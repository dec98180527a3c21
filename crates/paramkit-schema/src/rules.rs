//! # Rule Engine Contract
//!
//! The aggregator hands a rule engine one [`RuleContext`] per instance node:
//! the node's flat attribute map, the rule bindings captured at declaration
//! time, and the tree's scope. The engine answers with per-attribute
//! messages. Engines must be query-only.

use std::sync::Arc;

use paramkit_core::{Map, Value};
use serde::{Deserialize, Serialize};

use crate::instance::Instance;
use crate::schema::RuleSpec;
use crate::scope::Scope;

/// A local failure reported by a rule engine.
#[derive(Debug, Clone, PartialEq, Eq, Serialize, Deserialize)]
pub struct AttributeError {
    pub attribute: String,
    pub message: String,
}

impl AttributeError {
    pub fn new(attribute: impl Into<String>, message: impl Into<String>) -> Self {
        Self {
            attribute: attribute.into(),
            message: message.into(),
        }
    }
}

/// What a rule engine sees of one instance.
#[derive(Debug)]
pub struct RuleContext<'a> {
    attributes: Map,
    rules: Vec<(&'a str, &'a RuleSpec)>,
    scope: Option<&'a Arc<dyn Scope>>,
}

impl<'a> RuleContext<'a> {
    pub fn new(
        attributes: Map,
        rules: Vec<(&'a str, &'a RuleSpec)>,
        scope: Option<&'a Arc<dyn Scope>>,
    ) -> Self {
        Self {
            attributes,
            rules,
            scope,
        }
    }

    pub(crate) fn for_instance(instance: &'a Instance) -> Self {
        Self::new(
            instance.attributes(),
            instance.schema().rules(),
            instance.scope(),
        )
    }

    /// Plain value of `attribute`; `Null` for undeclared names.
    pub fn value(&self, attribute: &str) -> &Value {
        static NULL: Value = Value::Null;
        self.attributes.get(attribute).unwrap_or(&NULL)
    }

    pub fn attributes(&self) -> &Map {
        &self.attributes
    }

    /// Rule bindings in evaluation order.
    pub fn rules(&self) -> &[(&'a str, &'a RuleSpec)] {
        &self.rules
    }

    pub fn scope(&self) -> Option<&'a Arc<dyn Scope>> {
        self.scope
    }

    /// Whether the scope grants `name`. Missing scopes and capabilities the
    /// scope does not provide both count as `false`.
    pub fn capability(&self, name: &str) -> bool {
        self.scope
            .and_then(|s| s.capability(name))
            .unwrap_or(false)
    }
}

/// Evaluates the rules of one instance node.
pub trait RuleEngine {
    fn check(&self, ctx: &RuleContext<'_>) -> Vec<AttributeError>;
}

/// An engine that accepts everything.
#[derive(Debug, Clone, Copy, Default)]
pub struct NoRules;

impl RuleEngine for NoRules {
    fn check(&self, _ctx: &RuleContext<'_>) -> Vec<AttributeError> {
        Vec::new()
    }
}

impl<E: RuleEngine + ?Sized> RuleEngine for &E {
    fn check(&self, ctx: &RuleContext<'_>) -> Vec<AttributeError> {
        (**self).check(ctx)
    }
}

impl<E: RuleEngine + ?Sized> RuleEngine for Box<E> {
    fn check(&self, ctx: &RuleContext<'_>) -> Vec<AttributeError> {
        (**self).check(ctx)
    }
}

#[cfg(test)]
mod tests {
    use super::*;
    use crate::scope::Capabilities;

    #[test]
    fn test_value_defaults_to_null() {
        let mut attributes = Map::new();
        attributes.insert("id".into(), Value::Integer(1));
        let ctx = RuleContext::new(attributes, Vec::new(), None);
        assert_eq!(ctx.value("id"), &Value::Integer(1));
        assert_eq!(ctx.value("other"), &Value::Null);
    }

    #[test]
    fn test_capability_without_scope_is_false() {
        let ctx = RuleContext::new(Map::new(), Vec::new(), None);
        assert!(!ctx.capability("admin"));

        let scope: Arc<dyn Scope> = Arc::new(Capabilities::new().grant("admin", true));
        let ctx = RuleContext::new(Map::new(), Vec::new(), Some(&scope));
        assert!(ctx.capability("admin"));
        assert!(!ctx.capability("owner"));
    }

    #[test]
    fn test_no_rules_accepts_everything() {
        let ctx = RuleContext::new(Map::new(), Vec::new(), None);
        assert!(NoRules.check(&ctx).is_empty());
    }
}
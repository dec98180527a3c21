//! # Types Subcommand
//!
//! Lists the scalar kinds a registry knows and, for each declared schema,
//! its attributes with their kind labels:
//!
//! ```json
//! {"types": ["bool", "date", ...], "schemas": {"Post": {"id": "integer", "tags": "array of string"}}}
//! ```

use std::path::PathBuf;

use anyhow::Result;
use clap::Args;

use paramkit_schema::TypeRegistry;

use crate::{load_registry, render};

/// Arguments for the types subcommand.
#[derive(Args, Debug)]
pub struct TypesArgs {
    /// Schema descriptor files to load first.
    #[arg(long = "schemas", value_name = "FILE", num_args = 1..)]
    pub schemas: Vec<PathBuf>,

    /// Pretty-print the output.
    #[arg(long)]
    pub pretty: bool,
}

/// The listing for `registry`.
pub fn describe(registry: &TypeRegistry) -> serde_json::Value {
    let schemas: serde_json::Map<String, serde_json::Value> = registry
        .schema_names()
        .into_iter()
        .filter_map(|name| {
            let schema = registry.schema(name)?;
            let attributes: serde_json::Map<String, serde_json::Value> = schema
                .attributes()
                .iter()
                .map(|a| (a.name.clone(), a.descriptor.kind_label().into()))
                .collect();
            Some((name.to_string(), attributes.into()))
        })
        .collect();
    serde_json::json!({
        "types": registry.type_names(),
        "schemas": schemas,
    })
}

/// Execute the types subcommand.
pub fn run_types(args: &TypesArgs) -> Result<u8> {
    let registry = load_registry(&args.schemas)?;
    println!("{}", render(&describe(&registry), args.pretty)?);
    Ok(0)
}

§

### TASK TO COMPLETE:
Set down the complete listing once more, exactly as it stands above.

### ANSWER BOX:
repository dec98180527a3c21
filename crates/paramkit-schema/src/rules.rs
//! # Rule Engine Contract
//!
//! The aggregator hands a rule engine one [`RuleContext`] per instance node:
//! the node's flat attribute map, the rule bindings captured at declaration
//! time, and the tree's scope. The engine answers with per-attribute
//! messages. Engines must be query-only.

use std::sync::Arc;

use paramkit_core::{Map, Value};
use serde::{Deserialize, Serialize};

use crate::instance::Instance;
use crate::schema::RuleSpec;
use crate::scope::Scope;

/// A local failure reported by a rule engine.
#[derive(Debug, Clone, PartialEq, Eq, Serialize, Deserialize)]
pub struct AttributeError {
    pub attribute: String,
    pub message: String,
}

impl AttributeError {
    pub fn new(attribute: impl Into<String>, message: impl Into<String>) -> Self {
        Self {
            attribute: attribute.into(),
            message: message.into(),
        }
    }
}

/// What a rule engine sees of one instance.
#[derive(Debug)]
pub struct RuleContext<'a> {
    attributes: Map,
    rules: Vec<(&'a str, &'a RuleSpec)>,
    scope: Option<&'a Arc<dyn Scope>>,
}

impl<'a> RuleContext<'a> {
    pub fn new(
        attributes: Map,
        rules: Vec<(&'a str, &'a RuleSpec)>,
        scope: Option<&'a Arc<dyn Scope>>,
    ) -> Self {
        Self {
            attributes,
            rules,
            scope,
        }
    }

    pub(crate) fn for_instance(instance: &'a Instance) -> Self {
        Self::new(
            instance.attributes(),
            instance.schema().rules(),
            instance.scope(),
        )
    }

    /// Plain value of `attribute`; `Null` for undeclared names.
    pub fn value(&self, attribute: &str) -> &Value {
        static NULL: Value = Value::Null;
        self.attributes.get(attribute).unwrap_or(&NULL)
    }

    pub fn attributes(&self) -> &Map {
        &self.attributes
    }

    /// Rule bindings in evaluation order.
    pub fn rules(&self) -> &[(&'a str, &'a RuleSpec)] {
        &self.rules
    }

    pub fn scope(&self) -> Option<&'a Arc<dyn Scope>> {
        self.scope
    }

    /// Whether the scope grants `name`. Missing scopes and capabilities the
    /// scope does not provide both count as `false`.
    pub fn capability(&self, name: &str) -> bool {
        self.scope
            .and_then(|s| s.capability(name))
            .unwrap_or(false)
    }
}

/// Evaluates the rules of one instance node.
pub trait RuleEngine {
    fn check(&self, ctx: &RuleContext<'_>) -> Vec<AttributeError>;
}

/// An engine that accepts everything.
#[derive(Debug, Clone, Copy, Default)]
pub struct NoRules;

impl RuleEngine for NoRules {
    fn check(&self, _ctx: &RuleContext<'_>) -> Vec<AttributeError> {
        Vec::new()
    }
}

impl<E: RuleEngine + ?Sized> RuleEngine for &E {
    fn check(&self, ctx: &RuleContext<'_>) -> Vec<AttributeError> {
        (**self).check(ctx)
    }
}

impl<E: RuleEngine + ?Sized> RuleEngine for Box<E> {
    fn check(&self, ctx: &RuleContext<'_>) -> Vec<AttributeError> {
        (**self).check(ctx)
    }
}

#[cfg(test)]
mod tests {
    use super::*;
    use crate::scope::Capabilities;

    #[test]
    fn test_value_defaults_to_null() {
        let mut attributes = Map::new();
        attributes.insert("id".into(), Value::Integer(1));
        let ctx = RuleContext::new(attributes, Vec::new(), None);
        assert_eq!(ctx.value("id"), &Value::Integer(1));
        assert_eq!(ctx.value("other"), &Value::Null);
    }

    #[test]
    fn test_capability_without_scope_is_false() {
        let ctx = RuleContext::new(Map::new(), Vec::new(), None);
        assert!(!ctx.capability("admin"));

        let scope: Arc<dyn Scope> = Arc::new(Capabilities::new().grant("admin", true));
        let ctx = RuleContext::new(Map::new(), Vec::new(), Some(&scope));
        assert!(ctx.capability("admin"));
        assert!(!ctx.capability("owner"));
    }

    #[test]
    fn test_no_rules_accepts_everything() {
        let ctx = RuleContext::new(Map::new(), Vec::new(), None);
        assert!(NoRules.check(&ctx).is_empty());
    }
}
repository dec98180527a3c21
//! # Types Subcommand
//!
//! Lists the scalar kinds a registry knows and, for each declared schema,
//! its attributes with their kind labels:
//!
//! ```json
//! {"types": ["bool", "date", ...], "schemas": {"Post": {"id": "integer", "tags": "array of string"}}}
//! ```

use std::path::PathBuf;

use anyhow::Result;
use clap::Args;

use paramkit_schema::TypeRegistry;

use crate::{load_registry, render};

/// Arguments for the types subcommand.
#[derive(Args, Debug)]
pub struct TypesArgs {
    /// Schema descriptor files to load first.
    #[arg(long = "schemas", value_name = "FILE", num_args = 1..)]
    pub schemas: Vec<PathBuf>,

    /// Pretty-print the output.
    #[arg(long)]
    pub pretty: bool,
}

/// The listing for `registry`.
pub fn describe(registry: &TypeRegistry) -> serde_json::Value {
    let schemas: serde_json::Map<String, serde_json::Value> = registry
        .schema_names()
        .into_iter()
        .filter_map(|name| {
            let schema = registry.schema(name)?;
            let attributes: serde_json::Map<String, serde_json::Value> = schema
                .attributes()
                .iter()
                .map(|a| (a.name.clone(), a.descriptor.kind_label().into()))
                .collect();
            Some((name.to_string(), attributes.into()))
        })
        .collect();
    serde_json::json!({
        "types": registry.type_names(),
        "schemas": schemas,
    })
}

/// Execute the types subcommand.
pub fn run_types(args: &TypesArgs) -> Result<u8> {
    let registry = load_registry(&args.schemas)?;
    println!("{}", render(&describe(&registry), args.pretty)?);
    Ok(0)
}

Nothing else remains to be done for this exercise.